Si hay algún lastre sobre el cual se reconstruyó de mala manera nuestra alicaída democracia, fue el de los vetos de la minoría a la mayoría mediante reglas supramayoritarias en la formación de la ley, los famosos candados de la Constitución del 80. Esto, según testigos de la época, se aceptó temporalmente por necesidad del momento político, para recuperar un régimen de libertades y avanzar a la brevedad hacia una democracia en forma. Pero luego los Correa y otros les fueron encontrando virtudes a los “consensos” impuestos por reglas ilegítimas y la naciente transición se acomodó a la persistencia de los enclaves autoritarios.

La cultura política autoritaria, la ancestral y la reformulada por Jaime Guzmán en Chile, ha postulado históricamente que las mayorías son intrínsecamente irresponsables y veleidosas y que, por lo tanto, hay que ponerse a salvaguarda de ellas. De allí que la Constitución del 80 –la principal herencia política de Guzmán y de la dictadura pinochetista– hizo posible que 1/3 fuese igual a 2/3, bajo la lógica de cuestionar la legitimidad de las mayorías simples.

Para cumplir con tal propósito, se creó una serie de mecanismos –sistema electoral, bipartidismo, senadores designados, cuórums imposibles y, por último, el Tribunal Constitucional–, cuyo objetivo era anular, mediante un completo entramado institucional, la voluntad soberana de las mayorías.

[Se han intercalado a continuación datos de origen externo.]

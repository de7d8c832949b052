use tevm_common::{Address, H256, U256, types::EcdsaError};
use tevm_storage::{ForkError, StateError};
use tevm_vm::VmError;

#[derive(Debug, thiserror::Error)]
pub enum ChainError {
    #[error("Invalid Block: {0}")]
    InvalidBlock(#[from] tevm_vm::InvalidBlockError),
    #[error("Mempool error: {0}")]
    Mempool(#[from] MempoolError),
    #[error("State error: {0}")]
    State(#[from] StateError),
    #[error("Fork error: {0}")]
    Fork(#[from] ForkError),
    #[error("EVM error: {0}")]
    EvmError(VmError),
    #[error("Parent block not found")]
    ParentNotFound,
    #[error("Block {0} does not extend the current head")]
    NonSequentialBlock(u64),
    #[error("Failed to read node options: {0}")]
    Config(String),
    #[error("{0}")]
    Custom(String),
}

impl From<VmError> for ChainError {
    fn from(value: VmError) -> Self {
        match value {
            VmError::InvalidBlock(err) => ChainError::InvalidBlock(err),
            VmError::State(err) => ChainError::State(err),
            other => ChainError::EvmError(other),
        }
    }
}

impl ChainError {
    /// Stable short name of the error, suitable for structured error
    /// responses.
    pub fn kind(&self) -> &'static str {
        match self {
            ChainError::InvalidBlock(_) => "invalid_block",
            ChainError::Mempool(err) => err.kind(),
            ChainError::State(_) => "state_error",
            ChainError::Fork(_) => "fork_error",
            ChainError::EvmError(VmError::Validation(_)) => "invalid_transaction",
            ChainError::EvmError(VmError::Execution(_)) => "execution_reverted",
            ChainError::EvmError(_) => "evm_error",
            ChainError::ParentNotFound => "parent_not_found",
            ChainError::NonSequentialBlock(_) => "non_sequential_block",
            ChainError::Config(_) => "config_error",
            ChainError::Custom(_) => "custom_error",
        }
    }
}

#[derive(Debug, Clone, PartialEq, Eq, thiserror::Error)]
pub enum MempoolError {
    #[error("Transaction sender is invalid {0}")]
    InvalidSignature(#[from] EcdsaError),
    #[error("Transaction chain id mismatch, expected chain id: {0}")]
    InvalidChainId(u64),
    #[error("Transaction {0:#x} is already in the pool")]
    AlreadyKnown(H256),
    #[error("Transaction pool is full")]
    PoolFull,
    #[error("Sender {0:#x} already has the maximum number of pooled transactions")]
    TooManyTransactions(Address),
    #[error("Transaction data of {0} bytes exceeds the maximum size")]
    TxMaxDataSizeError(usize),
    #[error("Transaction gas limit {gas_limit} exceeds the block gas limit {block_gas_limit}")]
    TxGasLimitExceededError { gas_limit: u64, block_gas_limit: u64 },
    #[error("Transaction intrinsic gas cost above gas limit")]
    TxIntrinsicGasCostAboveLimitError,
    #[error("Transaction priority fee above gas fee")]
    TxTipAboveFeeCapError,
    #[error("Transaction gas price {price} is below the pool minimum of {min}")]
    Underpriced { price: u64, min: u64 },
    #[error("Nonce for account too low: account has {expected}, transaction has {got}")]
    NonceTooLow { expected: u64, got: u64 },
    #[error("Account does not have enough balance to cover the tx cost: have {balance}, need {required}")]
    NotEnoughBalance { balance: U256, required: U256 },
    #[error("Attempted to replace a pooled transaction with an underpriced transaction")]
    UnderpricedReplacement,
    #[error("Mempool lock poisoned: {0}")]
    Lock(String),
}

impl MempoolError {
    pub fn kind(&self) -> &'static str {
        match self {
            MempoolError::InvalidSignature(_) => "invalid_signature",
            MempoolError::InvalidChainId(_) => "invalid_chain_id",
            MempoolError::AlreadyKnown(_) => "already_known",
            MempoolError::PoolFull => "pool_full",
            MempoolError::TooManyTransactions(_) => "too_many_transactions",
            MempoolError::TxMaxDataSizeError(_) => "oversized_data",
            MempoolError::TxGasLimitExceededError { .. } => "gas_limit_exceeded",
            MempoolError::TxIntrinsicGasCostAboveLimitError => "intrinsic_gas_too_low",
            MempoolError::TxTipAboveFeeCapError => "tip_above_fee_cap",
            MempoolError::Underpriced { .. } => "underpriced",
            MempoolError::NonceTooLow { .. } => "nonce_too_low",
            MempoolError::NotEnoughBalance { .. } => "insufficient_balance",
            MempoolError::UnderpricedReplacement => "replacement_underpriced",
            MempoolError::Lock(_) => "internal_error",
        }
    }
}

A pesar de la desaparición de algunos enclaves, se ha mantenido el cerrojo fundamental constituido por el veto que consagran los altos cuórums en la formación de la ley, especialmente eficaz a la hora de mantener las bases del modelo económico ultraliberal instaurado por la dictadura, como respuesta a los sucesivos avances del Estado de Compromiso construido desde los años 20 en adelante.

El bloqueo fue reforzado por la captura de buena parte del espectro político por los intereses del gran empresariado y tiene hoy a nuestra democracia en un verdadero camino sin salida en su necesaria evolución hacia mecanismos que expresen plenamente la voluntad del pueblo. Lo que piensan las mayorías sobre diversos temas y lo que se legisla, están hoy separados por un abismo.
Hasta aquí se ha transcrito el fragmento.